En cette même année Virginia fait la rencontre de Violet Dickinson.

On peut lire le passage suivant à la page 26 de l’édition Quarto :

« Pendant cinq ans, Violet a été essentielle pour Virginia, assurant le rôle difficile et parfois exaspérant du mère de substitution, bureau des plaintes, soutien psychique et principal interlocuteur de la jeune fille exigeante qui veut devenir écrivain. »

Violet est née en 1865 et elle a 17 ans de plus que Virginia. Une correspondance entre entre les deux commence en 1902. On s’est interrogé sur la nature exacte des relations entre ces deux femmes. Vanessa Curtis a écrit :

« … regardless of the question marks that still hang over the exact nature of their early relationship, there can be no denying that Violet was the first true emotional and physical love of Virginia’s early adult life »

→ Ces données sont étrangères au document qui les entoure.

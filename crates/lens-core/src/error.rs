//! Error types for follow and reference module operations

use crate::abi::AbiError;
use crate::host::TransferError;
use crate::types::{Address, ProfileId};
use thiserror::Error;

/// Result type alias for module operations
pub type Result<T> = std::result::Result<T, ModuleError>;

/// Errors a module can signal to the hub. Any error aborts the whole call.
#[derive(Error, Debug, Clone, PartialEq, Eq)]
pub enum ModuleError {
    /// Caller is not the hub
    #[error("Unauthorized caller {caller}: modules only accept calls from the hub")]
    Unauthorized { caller: Address },

    /// Malformed or inconsistent init payload
    #[error("Invalid configuration: {0}")]
    InvalidConfiguration(String),

    /// Follow predicate not satisfied
    #[error("{follower} is not eligible to follow profile {profile}: {reason}")]
    IneligibleFollower {
        follower: Address,
        profile: ProfileId,
        reason: String,
    },

    /// Follower-only gate not satisfied
    #[error("{actor} does not follow profile {profile}")]
    NotAFollower { actor: Address, profile: ProfileId },

    /// Reward payout transfer did not go through
    #[error("Reward transfer failed: {0}")]
    RewardTransferFailed(String),

    /// Process called for a profile or publication the module was never initialized for
    #[error("No module binding for {0}")]
    UnknownBinding(String),

    /// Follow NFT transfers are disabled by the follow module
    #[error("Follow NFTs of profile {profile} are not transferable")]
    FollowNftNotTransferable { profile: ProfileId },
}

impl ModuleError {
    /// Error code for audit events and API responses
    pub fn code(&self) -> u32 {
        match self {
            Self::Unauthorized { .. } => 2001,
            Self::InvalidConfiguration(_) => 2002,
            Self::IneligibleFollower { .. } => 2003,
            Self::NotAFollower { .. } => 2004,
            Self::RewardTransferFailed(_) => 2005,
            Self::UnknownBinding(_) => 2006,
            Self::FollowNftNotTransferable { .. } => 2007,
        }
    }

    /// Whether resubmitting the same action can succeed once the actor or
    /// publisher fixes their side (acquires eligibility, restores allowance)
    pub fn is_retryable(&self) -> bool {
        matches!(
            self,
            Self::IneligibleFollower { .. }
                | Self::NotAFollower { .. }
                | Self::RewardTransferFailed(_)
        )
    }
}

impl From<AbiError> for ModuleError {
    fn from(err: AbiError) -> Self {
        Self::InvalidConfiguration(err.to_string())
    }
}

impl From<TransferError> for ModuleError {
    fn from(err: TransferError) -> Self {
        Self::RewardTransferFailed(err.to_string())
    }
}
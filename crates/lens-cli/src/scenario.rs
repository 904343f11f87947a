//! Scripted scenarios run against an in-memory hub
//!
//! A scenario is a TOML list of steps. Accounts and assets are plain labels
//! (`"alice"`, `"usdc"`), turned into addresses with `Address::derive`.
//! Profiles are referenced by handle and publications by the `id` label
//! given when they were created.
//!
//! ```toml
//! [[step]]
//! action = "create_profile"
//! owner = "alice"
//!
//! [[step]]
//! action = "post"
//! owner = "alice"
//! id = "launch"
//! reference_module = { kind = "limited_rewards", total = "10000", mirror_limit = 100, currency = "usdc" }
//!
//! [[step]]
//! action = "mirror"
//! actor = "bob"
//! pointed = "launch"
//! expect = "ok"
//! ```
//!
//! Failing steps are reported and the scenario continues, unless the step
//! carries an `expect` that does not match its outcome.

use anyhow::{anyhow, bail, Context};
use lens_core::abi::{self, AbiValue};
use lens_core::{Address, Amount, ProfileId, PublicationId, ONE_TOKEN};
use lens_follow::PasscodeFollowModule;
use lens_hub::{CommentData, Deployment, HubError, MirrorData, PostData};
use lens_reference::{PublicationRewardLedger, RewardConfig};
use serde::{Deserialize, Deserializer, Serialize};
use std::collections::{BTreeMap, HashMap};
use std::fmt;

/// Token amount written as an integer, a digit string, or `"<decimal> tokens"`
#[derive(Clone, Copy, Debug, PartialEq, Eq)]
pub struct TokenAmount(pub Amount);

impl TokenAmount {
    pub fn parse(s: &str) -> anyhow::Result<Self> {
        let s = s.trim();
        if let Some(tokens) = s.strip_suffix("tokens").map(str::trim) {
            let (whole, fraction) = tokens.split_once('.').unwrap_or((tokens, ""));
            if fraction.len() > 18 {
                bail!("too many decimals in {:?}", s);
            }
            let whole: Amount = whole.parse().with_context(|| format!("invalid amount {:?}", s))?;
            let fraction: Amount = if fraction.is_empty() {
                0
            } else {
                format!("{:0<18}", fraction)
                    .parse()
                    .with_context(|| format!("invalid amount {:?}", s))?
            };
            let units = whole
                .checked_mul(ONE_TOKEN)
                .and_then(|w| w.checked_add(fraction))
                .ok_or_else(|| anyhow!("amount {:?} overflows", s))?;
            return Ok(Self(units));
        }
        Ok(Self(s.parse().with_context(|| format!("invalid amount {:?}", s))?))
    }
}

impl<'de> Deserialize<'de> for TokenAmount {
    fn deserialize<D: Deserializer<'de>>(deserializer: D) -> Result<Self, D::Error> {
        struct AmountVisitor;

        impl<'de> serde::de::Visitor<'de> for AmountVisitor {
            type Value = TokenAmount;

            fn expecting(&self, f: &mut fmt::Formatter<'_>) -> fmt::Result {
                f.write_str("a non-negative integer or an amount string")
            }

            fn visit_u64<E: serde::de::Error>(self, v: u64) -> Result<TokenAmount, E> {
                Ok(TokenAmount(v as Amount))
            }

            fn visit_i64<E: serde::de::Error>(self, v: i64) -> Result<TokenAmount, E> {
                u64::try_from(v)
                    .map(|v| TokenAmount(v as Amount))
                    .map_err(|_| E::custom("amount must not be negative"))
            }

            fn visit_str<E: serde::de::Error>(self, v: &str) -> Result<TokenAmount, E> {
                TokenAmount::parse(v).map_err(E::custom)
            }
        }

        deserializer.deserialize_any(AmountVisitor)
    }
}

/// Follow module selection, by kind
#[derive(Clone, Debug, Deserialize)]
#[serde(tag = "kind", rename_all = "snake_case")]
pub enum FollowModuleSelection {
    Erc721 {
        asset: String,
    },
    Erc721Token {
        asset: String,
        token_id: TokenAmount,
    },
    /// `"zero"` marks a disabled slot
    MultipleAnd {
        assets: Vec<String>,
    },
    MultipleOr {
        assets: Vec<String>,
    },
    Erc1155 {
        asset: String,
        token_id: TokenAmount,
        min_balance: TokenAmount,
        #[serde(default)]
        transferable: bool,
    },
    Passcode {
        passcode: TokenAmount,
    },
}

/// Reference module selection, by kind
#[derive(Clone, Debug, Deserialize)]
#[serde(tag = "kind", rename_all = "snake_case")]
pub enum ReferenceModuleSelection {
    LimitedRewards {
        total: TokenAmount,
        mirror_limit: u64,
        currency: String,
        #[serde(default)]
        follower_only: bool,
    },
    FollowerOnly,
}

#[derive(Clone, Debug, Deserialize)]
#[serde(tag = "action", rename_all = "snake_case")]
pub enum Action {
    WhitelistCurrency {
        currency: String,
    },
    Mint {
        asset: String,
        to: String,
        amount: TokenAmount,
    },
    /// Allow the limited-rewards module to spend `amount` of `owner`'s `asset`
    ApproveRewards {
        owner: String,
        asset: String,
        amount: TokenAmount,
    },
    MintNft {
        asset: String,
        to: String,
        token_id: TokenAmount,
    },
    MintMulti {
        asset: String,
        token_id: TokenAmount,
        to: String,
        amount: TokenAmount,
    },
    CreateProfile {
        owner: String,
        /// Defaults to the owner label
        handle: Option<String>,
        follow_module: Option<FollowModuleSelection>,
    },
    SetFollowModule {
        owner: String,
        profile: String,
        follow_module: Option<FollowModuleSelection>,
    },
    Follow {
        follower: String,
        profile: String,
        passcode: Option<TokenAmount>,
    },
    TransferFollowNft {
        from: String,
        to: String,
        profile: String,
        follow_nft_id: u64,
    },
    Post {
        owner: String,
        /// Defaults to the owner label
        profile: Option<String>,
        id: String,
        reference_module: Option<ReferenceModuleSelection>,
    },
    Comment {
        actor: String,
        profile: Option<String>,
        pointed: String,
        id: Option<String>,
    },
    Mirror {
        actor: String,
        profile: Option<String>,
        pointed: String,
        id: Option<String>,
    },
}
//! Passcode follow module
//!
//! The profile owner configures a numeric passcode `(uint256)`; a follow goes
//! through only when the follow data carries the same number.

use lens_core::abi::{self, AbiType, AbiValue};
use lens_core::prelude::*;
use parking_lot::RwLock;
use std::collections::HashMap;

pub struct PasscodeFollowModule {
    address: Address,
    hub: Address,
    passcodes: RwLock<HashMap<ProfileId, u128>>,
}

impl PasscodeFollowModule {
    pub fn new(address: Address, hub: Address) -> Self {
        Self {
            address,
            hub,
            passcodes: RwLock::new(HashMap::new()),
        }
    }

    /// Follow data carrying `passcode`
    pub fn follow_data(passcode: u128) -> Vec<u8> {
        abi::encode(&[AbiValue::Uint(passcode)])
    }
}

fn decode_passcode(data: &[u8]) -> Option<u128> {
    match abi::decode(&[AbiType::Uint], data).ok()?.as_slice() {
        [AbiValue::Uint(code)] => Some(*code),
        _ => None,
    }
}

impl FollowModule for PasscodeFollowModule {
    fn address(&self) -> Address {
        self.address
    }

    fn hub(&self) -> Address {
        self.hub
    }

    fn initialize(&self, caller: &Address, profile: ProfileId, data: &[u8]) -> Result<Vec<u8>> {
        ensure_hub(&self.hub, caller)?;

        let passcode = decode_passcode(data).ok_or_else(|| {
            ModuleError::InvalidConfiguration("expected a single uint256 passcode".into())
        })?;
        self.passcodes.write().insert(profile, passcode);

        tracing::info!(%profile, "passcode follow module bound");
        // The passcode itself is never echoed into the audit event
        Ok(Vec::new())
    }

    fn process_follow(
        &self,
        caller: &Address,
        follower: &Address,
        profile: ProfileId,
        data: &[u8],
    ) -> Result<()> {
        ensure_hub(&self.hub, caller)?;

        let expected = self
            .passcodes
            .read()
            .get(&profile)
            .copied()
            .ok_or_else(|| ModuleError::UnknownBinding(format!("profile {}", profile)))?;

        if decode_passcode(data) != Some(expected) {
            return Err(ModuleError::IneligibleFollower {
                follower: *follower,
                profile,
                reason: "invalid passcode".into(),
            });
        }

        Ok(())
    }
}
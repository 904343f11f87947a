//! # Lens Reference Modules
//!
//! Reference modules gate comments and mirrors of a publication and may pay
//! out rewards while doing so.
//!
//! - [`LimitedRewardsReferenceModule`] - bounded mirror reward pool paid out on
//!   a [`DecaySchedule`], optionally follower-only
//! - [`FollowerOnlyReferenceModule`] - follower-only gate without rewards
//!
//! ## Reward Accounting
//!
//! Each rewarded publication owns a [`PublicationRewardLedger`]:
//!
//! | Invariant | Guarantee |
//! |-----------|-----------|
//! | Conservation | `amount_distributed ≤ total_reward` |
//! | Bounded slots | `mirrors_issued ≤ mirror_limit` |
//! | Monotonic | both counters only grow |
//! | Anti-repeat | one payout per acting profile |

pub mod decay;
pub mod follower;
pub mod follower_only;
pub mod ledger;
pub mod limited_rewards;

#[cfg(test)]
pub(crate) mod testing;

pub use decay::{DecaySchedule, ExponentialDecay, DEFAULT_RETENTION_BPS};
pub use follower::{ensure_follower, is_follower};
pub use follower_only::FollowerOnlyReferenceModule;
pub use ledger::{LedgerState, Payout, PublicationRewardLedger, RewardConfig, SkipReason};
pub use limited_rewards::LimitedRewardsReferenceModule;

Elles vont se rapprocher deux ans plus tard suite à la mort de Leslie Stephen.

Dépression de Virginia et tentative de suicide.

J’en suis là dans ma lecture en ce jour du 4 mars 2022.

On sait que la vie n’a pas été facile pour cette femme qui s’est suicidée en mars 1941. De nombreuses dépressions et des tentatives de suicide. Je transcris le dernier paragraphe du Journal intégral à la page 1 527. Ce paragraphe est précédé des mots suivants : 

« Dans sa réponse à Vanessa, écrite probablement le 23 mars, V.W. reconnaît que « l’horreur a recommencé » au cours des dernières semaines, et explique qu’elle est persuadée de devenir folle et que, cette fois, elle ne s’en remettra pas. Ce jour-là, un dimanche, les Woolf rendirent visite à Mrs Chavasse au village. Le lendemain, alors que V.W. écrit pour la dernière fois dans son journal, Leonard note dans le sien : « V. : un léger mieux. »

Et ce dernier paragraphe se lit ainsi :

« John Lehmann avait écrit à V.W. une lettre enthousiaste à propos d’Entre les actes, dont il avait déjà annoncé la parution pour le printemps par la Hogarth Press. Mais le doute et la dépression gagnant du terrain, V.W. lui envoya une lettre d’excuses, lui expliquant qu’elle trouvait décidément le livre trop stupide et trivial et qu’elle tenait à le réviser avant sa parution à l’automne. L.W., alarmé par son état de santé moral et physique, et par les funestes symptômes de la dépression, persuada alors V.W. de voir Octavia Wilbeerforce, en médecin et amie. C’est dans ce but qu’il la conduisit à Brighton le jeudi 27 mars. Le lendemain matin Virginia se noya dans la rivière Ouse. Leonard retrouva sa canne sur la berge près du pont tournant de Southease. On retrouva son cadavre quelque trois semaines plus tard sur l’autre rive de la rivière. Son corps fut incinéré le 21 avril et Leonard enterra ses cendres sous l’un des grands ormes situées le long de l’allée qui servait de pistes de boules, dans le jardin de Monks House. »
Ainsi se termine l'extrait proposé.